And that’s the problem with Conservative Judaism today. It’s not the 60’s or even the 70’s anymore when Conservative Judaism enjoyed its heyday. My grandfather of blessed memory, sitting in a synagogue thirty years ago, would have loved it had the rabbi quoted the Allan Sherman pun about the hospital drama from 1961. I don’t know that Artson needed to open with the “paradox/pair-a-docs” pun, but at least he could have referenced a hospital drama on TV from the past twenty years (ER, House, Scrubs). Even a St. Elsewhere reference might have included more of the rabbis in the room who came of age in the 1980s. After all, the most recent rabbinical school graduates were born in 1985.

Artson actually has his finger on the pulse of the younger generation and keeps up with the current trends more than most rabbis of his generation. He serves as the dean of the Ziegler Rabbinical School at the American Jewish University — the West Coast’s rabbinical seminary that trains Conservative rabbis. In fact, he redeemed himself after the pun FAIL last night. He even labeled his bad joke as “the old Conservative movement” and then went on to explain that rabbis need to embrace the Digital Age and exploit social media.

Artson shared a story of a mock job interview at the American Jewish University in which a rabbinical student about to graduate told the interviewers that in order to respect their time he would put his cellphone on the table in front of him. The interviewers (all older adults) looked at this student like he was crazy. Artson had to explain that for this 20-something’s generation the cellphone has become the wristwatch. There was an obvious culture gap. I tell rabbis all the time that if they want to communicate with high school and college students, they need to text or use Facebook chat. Email is dead to that young generation and we have to keep up with the trends if we want to be relevant.
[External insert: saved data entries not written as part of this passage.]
use crate::crypto::algorithm::AlgorithmId;
use thiserror::Error;

/// Kind of a [`CryptoError`], without the attached context.
#[derive(Debug, Clone, Copy, PartialEq, Eq, Hash)]
pub enum ErrorKind {
    AlgorithmNotSupported,
    KeyGenerationFailed,
    EncryptionFailed,
    DecryptionFailed,
    QuantumThreatDetected,
    NistComplianceViolation,
    HybridModeFailure,
    NotImplemented,
    InvalidOperation,
    SignatureFailed,
    KeyNotFound,
}

#[derive(Error, Debug, Clone, PartialEq, Eq)]
pub enum CryptoError {
    #[error("Algorithm not supported: {0}")]
    AlgorithmNotSupported(String),
    #[error("Failed to generate keys ({algorithm}): {reason}")]
    KeyGenerationFailed { algorithm: AlgorithmId, reason: String },
    #[error("Encryption failed ({algorithm}): {reason}")]
    EncryptionFailed { algorithm: AlgorithmId, reason: String },
    // Причина намеренно не сохраняется: без оракула по типу ошибки
    #[error("Decryption failed ({algorithm})")]
    DecryptionFailed { algorithm: AlgorithmId },
    #[error("Quantum threat detected: {0}")]
    QuantumThreatDetected(String),
    #[error("NIST compliance violation: {0}")]
    NistComplianceViolation(String),
    #[error("Hybrid mode failure ({algorithm}): {reason}")]
    HybridModeFailure { algorithm: AlgorithmId, reason: String },
    #[error("Not implemented: {0}")]
    NotImplemented(String),
    #[error("Invalid operation: {0}")]
    InvalidOperation(String),
    #[error("Signature operation failed ({algorithm}): {reason}")]
    SignatureFailed { algorithm: AlgorithmId, reason: String },
    #[error("Key not found: {0}")]
    KeyNotFound(String),
}

impl CryptoError {
    pub fn kind(&self) -> ErrorKind {
        match self {
            CryptoError::AlgorithmNotSupported(_) => ErrorKind::AlgorithmNotSupported,
            CryptoError::KeyGenerationFailed { .. } => ErrorKind::KeyGenerationFailed,
            CryptoError::EncryptionFailed { .. } => ErrorKind::EncryptionFailed,
            CryptoError::DecryptionFailed { .. } => ErrorKind::DecryptionFailed,
            CryptoError::QuantumThreatDetected(_) => ErrorKind::QuantumThreatDetected,
            CryptoError::NistComplianceViolation(_) => ErrorKind::NistComplianceViolation,
            CryptoError::HybridModeFailure { .. } => ErrorKind::HybridModeFailure,
            CryptoError::NotImplemented(_) => ErrorKind::NotImplemented,
            CryptoError::InvalidOperation(_) => ErrorKind::InvalidOperation,
            CryptoError::SignatureFailed { .. } => ErrorKind::SignatureFailed,
            CryptoError::KeyNotFound(_) => ErrorKind::KeyNotFound,
        }
    }

    pub fn key_generation(algorithm: AlgorithmId, reason: impl ToString) -> Self {
        CryptoError::KeyGenerationFailed {
            algorithm,
            reason: reason.to_string(),
        }
    }

    pub fn encryption(algorithm: AlgorithmId, reason: impl ToString) -> Self {
        CryptoError::EncryptionFailed {
            algorithm,
            reason: reason.to_string(),
        }
    }

    pub fn decryption(algorithm: AlgorithmId) -> Self {
        CryptoError::DecryptionFailed { algorithm }
    }

    pub fn signature(algorithm: AlgorithmId, reason: impl ToString) -> Self {
        CryptoError::SignatureFailed {
            algorithm,
            reason: reason.to_string(),
        }
    }

    pub fn hybrid(algorithm: AlgorithmId, reason: impl ToString) -> Self {
        CryptoError::HybridModeFailure {
            algorithm,
            reason: reason.to_string(),
        }
    }

    /// Операция не поддерживается данным провайдером
    pub fn unsupported_operation(algorithm: AlgorithmId, operation: &str) -> Self {
        CryptoError::InvalidOperation(format!("{} does not support {}", algorithm, operation))
    }
}

pub type Result<T> = std::result::Result<T, CryptoError>;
The Conservative Movement has changed because our culture has changed. Americans are being pulled to the extremes in all areas of society, especially religion. The institutions of the Conservative movement have grown stale by not keeping up with the times, but as the head of the Rabbinical Assembly, Rabbi Julie Schonfeld, has articulated, “The paradox of growth in the Conservative movement is that we have to separate movement from institutions.” Conservative rabbis who have been out of the seminary for more than ten years haven’t changed, but they need to change because the culture has changed. Conservative Judaism has long waved the banner of “Tradition and Change.” If that is to continue to be the mantra of this centrist branch of modern Judaism, then there must be a response to the change. “Tradition” must continue to be at the fore, but the way in which it is packaged and sold has to change. It’s a different world out there.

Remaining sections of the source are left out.